Le monde entier s’ouvrait à elle dans sa beauté, ses possibilités.

 

* * *

 

La demeure du capitaine Deudermont était presque un palais, même selon les critères d’excellence aquafondiens, avec son somptueux étage et sa bonne dizaine de pièces. Un grand escalier d’apparat dominait l’entrée au haut plafond en dôme, où donnait une immense porte à double battant, chacun montrant, sculptée, une moitié de trois-mâts goélette. Une fois les huis fermés, on reconnaissait tout de suite l’Esprit follet de la mer. À l’arrière de l’étage, un autre escalier aboutissait en bas à la salle des cartes qui surplombait la crique rocheuse, la mer.

On se trouvait à Eauprofonde, Cité des Splendeurs, un lieu où régnait la loi. Toutefois, malgré les nombreuses patrouilles de la garde aquafondienne réputée arpentant les rues, malgré l’honnêteté de l’ensemble de la population, la plupart des demeures les plus riches avaient leur protection personnelle. Celle de Deudermont ne faisait pas exception.

Le capitaine avait engagé deux anciens marins et soldats qui avaient, bien des années auparavant, servi à bord de l’Esprit follet de la mer. Il s’agissait d’amis plus que d’employés, d’invités autant que de sentinelles. Ils prenaient leur travail au sérieux, mais la tranquillité générale avait forcément entraîné un certain relâchement : chaque jour se déroulait sans incident. Les hommes s’employaient donc à tenir la maison, aidaient Delly à réparer le toit quand un vent fort en avait arraché des tuiles, ou à peindre les bardeaux qui en avaient constamment besoin.
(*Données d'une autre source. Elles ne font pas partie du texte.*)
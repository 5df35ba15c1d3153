pub mod config;
pub mod detection;
pub mod error;
pub mod models;
pub mod pipeline;

pub use config::{DetectOptions, DetectorConfig};
pub use detection::loader::ImageInput;
pub use detection::ocr::{OcrsRecognizer, RawRecognition, RecognitionParams, Recognizer};
pub use detection::Detector;
pub use error::DetectError;
pub use models::{AssetCode, Phase, PipelineResult, PipelineStats, ProgressEvent};
pub use pipeline::{DebugConfig, Pipeline, PipelineContext, PipelineData, PipelineStep};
Ils faisaient la cuisine, le ménage, tantôt avaient leurs armes sur eux et tantôt non, car ils se rendaient bien compte – tout comme Deudermont – que leur présence était pour l’essentiel dissuasive. Les voleurs d’Eauprofonde évitaient les propriétés connues pour posséder des gardes.
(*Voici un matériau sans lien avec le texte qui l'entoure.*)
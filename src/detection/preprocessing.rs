use image::{DynamicImage, GrayImage, Luma};
use imageproc::contrast::otsu_level;
use imageproc::distance_transform::Norm;
use imageproc::filter::box_filter;
use imageproc::morphology;

/// Value written for ink in binary buffers
pub const INK: u8 = 0;
/// Value written for background in binary buffers
pub const PAPER: u8 = 255;

pub fn is_ink(p: &Luma<u8>) -> bool {
    p[0] < 128
}

/// Convert image to grayscale with `0.299R + 0.587G + 0.114B` luma weights
pub fn to_grayscale(img: &DynamicImage) -> GrayImage {
    let rgb = img.to_rgb8();
    GrayImage::from_fn(rgb.width(), rgb.height(), |x, y| {
        let [r, g, b] = rgb.get_pixel(x, y).0;
        let luma = 0.299 * r as f32 + 0.587 * g as f32 + 0.114 * b as f32;
        Luma([luma.round().clamp(0.0, 255.0) as u8])
    })
}

/// 3x3 mean filter to suppress sensor noise before thresholding
pub fn box_blur(img: &GrayImage) -> GrayImage {
    box_filter(img, 1, 1)
}

pub fn histogram(img: &GrayImage) -> [u64; 256] {
    let mut hist = [0u64; 256];
    for p in img.pixels() {
        hist[p[0] as usize] += 1;
    }
    hist
}

/// Gray levels found at the given lower/upper population percentiles
pub fn percentile_levels(img: &GrayImage, low_pct: f32, high_pct: f32) -> (u8, u8) {
    let hist = histogram(img);
    let total: u64 = hist.iter().sum();
    let low_target = (total as f64 * low_pct as f64 / 100.0).ceil() as u64;
    let high_target = (total as f64 * high_pct as f64 / 100.0).ceil() as u64;

    let mut low = None;
    let mut high = 255u8;
    let mut cumulative = 0u64;
    for (level, count) in hist.iter().enumerate() {
        cumulative += count;
        if low.is_none() && cumulative >= low_target.max(1) {
            low = Some(level as u8);
        }
        if cumulative >= high_target.max(1) {
            high = level as u8;
            break;
        }
    }
    (low.unwrap_or(0), high)
}

/// Linearly rescale so the `[low_pct, high_pct]` population range spans 0..=255.
/// Returns an unchanged copy if that range is degenerate.
pub fn contrast_stretch(img: &GrayImage, low_pct: f32, high_pct: f32) -> GrayImage {
    let (low, high) = percentile_levels(img, low_pct, high_pct);
    if high <= low {
        return img.clone();
    }
    let (low, span) = (low as f32, (high - low) as f32);
    GrayImage::from_fn(img.width(), img.height(), |x, y| {
        let v = (img.get_pixel(x, y)[0] as f32 - low) * 255.0 / span;
        Luma([v.round().clamp(0.0, 255.0) as u8])
    })
}

/// Otsu level of the image, or `None` when its darkest and lightest levels
/// are less than `min_contrast` apart. Interpolation noise on a blank page
/// must not be split into ink and paper.
pub fn otsu_threshold(img: &GrayImage, min_contrast: u8) -> Option<u8> {
    let (mut lo, mut hi) = (u8::MAX, u8::MIN);
    for p in img.pixels() {
        lo = lo.min(p[0]);
        hi = hi.max(p[0]);
    }
    if hi <= lo || hi - lo < min_contrast.max(1) {
        return None;
    }
    Some(otsu_level(img))
}

/// Pixels at or below `level` become ink, everything else paper
pub fn binarize(img: &GrayImage, level: u8) -> GrayImage {
    GrayImage::from_fn(img.width(), img.height(), |x, y| {
        if img.get_pixel(x, y)[0] <= level {
            Luma([INK])
        } else {
            Luma([PAPER])
        }
    })
}

/// Global Otsu binarization. A flat image has no ink.
pub fn otsu_binarize(img: &GrayImage, min_contrast: u8) -> GrayImage {
    match otsu_threshold(img, min_contrast) {
        Some(level) => binarize(img, level),
        None => GrayImage::from_pixel(img.width(), img.height(), Luma([PAPER])),
    }
}

/// Summed-area table with a zero first row and column, `(w + 1) * (h + 1)` entries
pub fn integral_image(img: &GrayImage) -> Vec<u64> {
    let (w, h) = (img.width() as usize, img.height() as usize);
    let stride = w + 1;
    let mut table = vec![0u64; stride * (h + 1)];
    for y in 0..h {
        let mut row_sum = 0u64;
        for x in 0..w {
            row_sum += img.get_pixel(x as u32, y as u32)[0] as u64;
            table[(y + 1) * stride + x + 1] = table[y * stride + x + 1] + row_sum;
        }
    }
    table
}

/// Binarize each pixel against the mean of a `window`-sized neighbourhood minus `offset`
pub fn adaptive_threshold(img: &GrayImage, window: u32, offset: i32) -> GrayImage {
    let (w, h) = img.dimensions();
    if w == 0 || h == 0 {
        return img.clone();
    }
    let table = integral_image(img);
    let stride = w as usize + 1;
    let radius = (window.max(3) / 2) as i64;

    GrayImage::from_fn(w, h, |x, y| {
        let x0 = (x as i64 - radius).max(0) as usize;
        let y0 = (y as i64 - radius).max(0) as usize;
        let x1 = (x as i64 + radius + 1).min(w as i64) as usize;
        let y1 = (y as i64 + radius + 1).min(h as i64) as usize;
        let sum = table[y1 * stride + x1] + table[y0 * stride + x0]
            - table[y0 * stride + x1]
            - table[y1 * stride + x0];
        let area = ((x1 - x0) * (y1 - y0)) as i64;
        let mean = sum as i64 / area;
        if (img.get_pixel(x, y)[0] as i64) < mean - offset as i64 {
            Luma([INK])
        } else {
            Luma([PAPER])
        }
    })
}

/// Morphological closing of the ink with a 3x3 square
pub fn close_strokes(binary: &GrayImage) -> GrayImage {
    // imageproc treats non-zero pixels as foreground
    let mut ink = binary.clone();
    image::imageops::invert(&mut ink);
    let mut closed = morphology::close(&ink, Norm::LInf, 1);
    image::imageops::invert(&mut closed);
    closed
}

/// Surround the buffer with a background-coloured border
pub fn add_border(gray: &GrayImage, border: u32) -> GrayImage {
    let mut canvas = GrayImage::from_pixel(
        gray.width() + 2 * border,
        gray.height() + 2 * border,
        Luma([PAPER]),
    );
    image::imageops::overlay(&mut canvas, gray, border.into(), border.into());
    canvas
}

pub fn ink_pixels(img: &GrayImage) -> usize {
    img.pixels().filter(|p| is_ink(p)).count()
}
Ainsi les malheureux n’étaient-ils en rien préparés au désastre qui devait frapper en cette sinistre nuit la demeure du capitaine !

Gayselle fut la première à la porte, avec une des brutes qui, grâce à la potion de polymorphie, avait pris des traits étonnamment semblables à ceux de Deudermont. Il avait si bien imité son modèle que la femme pirate se demanda si elle n’avait pas été injuste en le baptisant Bêta. Après un regard alentour pour s’assurer que la rue était déserte, elle fit signe de la tête à Bossu au bout de l’allée, entre les arbres qui faisaient haie. Le monstre, un mauvais sourire sur la figure, entreprit de frotter ses pieds sur le sol pour se préparer à l’assaut.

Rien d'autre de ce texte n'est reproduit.